You know how men automatically categorise women as either ‘possible mother of my children’ or ‘chick I want to fuck sideways’?  Women do it too, all the time, even the sideways bit.  We are not so foolish that when we meet a man whore, we begin to harbour illusions of foreverness and monogamy; or when we meet a shy guy who gets flustered when he gets so much as a glimpse of thigh, we won’t expect him to be open to a lesbian spank inferno.  We’re smart enough to figure what sort of deviant (or not) you are, and then we’ll treat you accordingly.  Let me put it this way, if I want deep and meaningful, I’ll go after the quiet guy in the corner, but if I want a rocking good time, and nothing else, then I’ll pounce on the flirtatious idiot doing (body?) shots at the counter.  My problem, and this is the point to all this, is when the idiot turns around and tries to make like the quiet guy, because he figures the only way he’ll get to shag me is if he pretends to be a…wait for it…nice guy.  Why would you do that, man?  Wait, these buggers do not deserve to be called men, they shall now be referred to as man-shaped objects.  What the hell man(-shaped object)? 
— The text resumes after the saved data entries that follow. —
//! Core domain types for the tissue adaptation simulator.
//!
//! This module defines the fundamental types used throughout the system:
//! - Exercise categories and their loading facets
//! - Ordinal levels produced by the label scales
//! - Tissue effects and per-tissue responses
//! - Evaluation input and result records

use crate::scales::{normalize_tag, Scale};
use crate::Error;
use serde::{Deserialize, Serialize};
use std::fmt;
use std::str::FromStr;

// ============================================================================
// Exercise Categories
// ============================================================================

/// Type of exercise being performed
#[derive(Clone, Copy, Debug, Serialize, Deserialize, PartialEq, Eq, Hash)]
#[serde(rename_all = "snake_case")]
pub enum ExerciseCategory {
    ResistanceStanding,
    ResistanceSeated,
    Running,
    Jumping,
    Walking,
    CyclingSwimming,
    Sedentary,
}

impl ExerciseCategory {
    /// All categories, in the order a front end should offer them
    pub const ALL: [ExerciseCategory; 7] = [
        ExerciseCategory::ResistanceStanding,
        ExerciseCategory::ResistanceSeated,
        ExerciseCategory::Running,
        ExerciseCategory::Jumping,
        ExerciseCategory::Walking,
        ExerciseCategory::CyclingSwimming,
        ExerciseCategory::Sedentary,
    ];

    /// Stable snake_case identifier (matches the serde form)
    pub fn id(self) -> &'static str {
        match self {
            ExerciseCategory::ResistanceStanding => "resistance_standing",
            ExerciseCategory::ResistanceSeated => "resistance_seated",
            ExerciseCategory::Running => "running",
            ExerciseCategory::Jumping => "jumping",
            ExerciseCategory::Walking => "walking",
            ExerciseCategory::CyclingSwimming => "cycling_swimming",
            ExerciseCategory::Sedentary => "sedentary",
        }
    }

    /// Human-readable label shown to users
    pub fn label(self) -> &'static str {
        match self {
            ExerciseCategory::ResistanceStanding => {
                "Resistance Training - Standing (Weightbearing)"
            }
            ExerciseCategory::ResistanceSeated => {
                "Resistance Training - Seated/Supine (Non-Weightbearing)"
            }
            ExerciseCategory::Running => "Running / Moderate Impact Cardio",
            ExerciseCategory::Jumping => "Jumping / High Impact Plyometrics",
            ExerciseCategory::Walking => "Walking / Low Impact Weightbearing",
            ExerciseCategory::CyclingSwimming => "Cycling / Swimming (Non-Weightbearing Cardio)",
            ExerciseCategory::Sedentary => "Sedentary / Immobilized",
        }
    }

    pub fn is_resistance(self) -> bool {
        matches!(
            self,
            ExerciseCategory::ResistanceStanding | ExerciseCategory::ResistanceSeated
        )
    }

    pub fn is_weightbearing(self) -> bool {
        matches!(
            self,
            ExerciseCategory::ResistanceStanding
                | ExerciseCategory::Running
                | ExerciseCategory::Jumping
                | ExerciseCategory::Walking
        )
    }

    pub fn is_high_impact(self) -> bool {
        self == ExerciseCategory::Jumping
    }

    pub fn is_moderate_impact(self) -> bool {
        self == ExerciseCategory::Running
    }

    pub fn is_low_impact(self) -> bool {
        self == ExerciseCategory::Walking
    }

    pub fn is_sedentary(self) -> bool {
        self == ExerciseCategory::Sedentary
    }
}

impl fmt::Display for ExerciseCategory {
    fn fmt(&self, f: &mut fmt::Formatter<'_>) -> fmt::Result {
        f.write_str(self.label())
    }
}

impl FromStr for ExerciseCategory {
    type Err = Error;

    /// Accepts the snake_case id, the variant name, or the full label
    fn from_str(s: &str) -> Result<Self, Self::Err> {
        let wanted = normalize_tag(s);
        ExerciseCategory::ALL
            .iter()
            .copied()
            .find(|c| {
                c.label().eq_ignore_ascii_case(s.trim()) || normalize_tag(c.id()) == wanted
            })
            .ok_or_else(|| Error::UnknownCategory(s.to_string()))
    }
}

// ============================================================================
// Ordinal Levels
// ============================================================================

/// Position of a label within its ordinal scale (1-based)
///
/// Level 0 is the sentinel for an unspecified or unrecognised label and sits
/// below every positive threshold.
#[derive(
    Clone, Copy, Debug, Default, Serialize, Deserialize, PartialEq, Eq, PartialOrd, Ord, Hash,
)]
#[serde(transparent)]
pub struct Level(u8);

impl Level {
    pub const UNSPECIFIED: Level = Level(0);

    pub const fn new(value: u8) -> Self {
        Level(value)
    }

    pub const fn get(self) -> u8 {
        self.0
    }

    pub fn is_unspecified(self) -> bool {
        self.0 == 0
    }
}

// ============================================================================
// Tissues and Effects
// ============================================================================

/// Tissue category being assessed
#[derive(Clone, Copy, Debug, Serialize, Deserialize, PartialEq, Eq, Hash)]
pub enum Tissue {
    Muscle,
    Tendon,
    Bone,
}

impl Tissue {
    pub const ALL: [Tissue; 3] = [Tissue::Muscle, Tissue::Tendon, Tissue::Bone];

    pub fn name(self) -> &'static str {
        match self {
            Tissue::Muscle => "Muscle",
            Tissue::Tendon => "Tendon",
            Tissue::Bone => "Bone",
        }
    }
}

impl fmt::Display for Tissue {
    fn fmt(&self, f: &mut fmt::Formatter<'_>) -> fmt::Result {
        f.write_str(self.name())
    }
}

/// Likely net effect of the loading on a tissue
#[derive(Clone, Copy, Debug, Serialize, Deserialize, PartialEq, Eq, Hash)]
#[serde(rename_all = "snake_case")]
pub enum TissueEffect {
    Increase,
    Maintain,
    Decrease,
    PotentialRisk,
}

impl TissueEffect {
    pub fn symbol(self) -> &'static str {
        match self {
            TissueEffect::Increase => "▲",
            TissueEffect::Maintain => "▬",
            TissueEffect::Decrease => "▼",
            TissueEffect::PotentialRisk => "⚠️",
        }
    }

    pub fn label(self) -> &'static str {
        match self {
            TissueEffect::Increase => "Increase",
            TissueEffect::Maintain => "Maintain",
            TissueEffect::Decrease => "Decrease",
            TissueEffect::PotentialRisk => "Potential Risk",
        }
    }
}

impl fmt::Display for TissueEffect {
    fn fmt(&self, f: &mut fmt::Formatter<'_>) -> fmt::Result {
        write!(f, "{} {}", self.symbol(), self.label())
    }
}

// ============================================================================
// Evaluation Input and Result
// ============================================================================

/// Training-load parameters for a single evaluation
///
/// `reps` and `effort` only matter for resistance categories; the evaluator
/// ignores them otherwise.
#[derive(Clone, Copy, Debug, Serialize, Deserialize, PartialEq, Eq)]
pub struct EvaluationInput {
    pub category: ExerciseCategory,
    pub intensity: Level,
    pub reps: Level,
    pub volume: Level,
    pub frequency: Level,
    pub effort: Level,
}

impl EvaluationInput {
    /// Build an input from scale labels
    ///
    /// Unrecognised labels resolve to [`Level::UNSPECIFIED`].
    pub fn from_labels(
        category: ExerciseCategory,
        intensity: &str,
        reps: &str,
        volume: &str,
        frequency: &str,
        effort: &str,
    ) -> Self {
        Self {
            category,
            intensity: Scale::Intensity.level_of(intensity),
            reps: Scale::Reps.level_of(reps),
            volume: Scale::Volume.level_of(volume),
            frequency: Scale::Frequency.level_of(frequency),
            effort: Scale::Effort.level_of(effort),
        }
    }
}

/// Effect on one tissue plus the rationale behind it
#[derive(Clone, Debug, Serialize, Deserialize, PartialEq, Eq)]
pub struct TissueResponse {
    pub effect: TissueEffect,
    pub explanation: String,
}

/// Response of all three tissues to one input
#[derive(Clone, Debug, Serialize, Deserialize, PartialEq, Eq)]
pub struct EvaluationResult {
    #[serde(rename = "Muscle")]
    pub muscle: TissueResponse,
    #[serde(rename = "Tendon")]
    pub tendon: TissueResponse,
    #[serde(rename = "Bone")]
    pub bone: TissueResponse,
}

impl EvaluationResult {
    pub fn get(&self, tissue: Tissue) -> &TissueResponse {
        match tissue {
            Tissue::Muscle => &self.muscle,
            Tissue::Tendon => &self.tendon,
            Tissue::Bone => &self.bone,
        }
    }

    /// Responses in display order: muscle, tendon, bone
    pub fn iter(&self) -> impl Iterator<Item = (Tissue, &TissueResponse)> + '_ {
        Tissue::ALL.into_iter().map(move |t| (t, self.get(t)))
    }
}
All I’m trying to say, very badly, is that a woman doesn’t always approach a man with a view to making him her man.  Sometimes she just wants to lease him for a night, or a week or two, depending.  And that’s where the man whore comes in.  You may not know this, but a good man whore is very hard to find.  I’m not talking about those idiots who’ll shag anything that remotely resembles an adult female, those geniuses are always in plenty.  I’m talking about the discerning customers who know the difference between a shag and a good shag, the token few who place quality above quantity; they’re the high priced escorts to the streetwalkers that are the rest of the whores.  Unfortunately, all the ones I knew seem to have gone into (possibly forced) retirement, and the buggers clearly didn’t engage in any succession planning, because the young ones coming up have no clue whatsoever.  Which is why I shall now endeavour to teach them a little something. 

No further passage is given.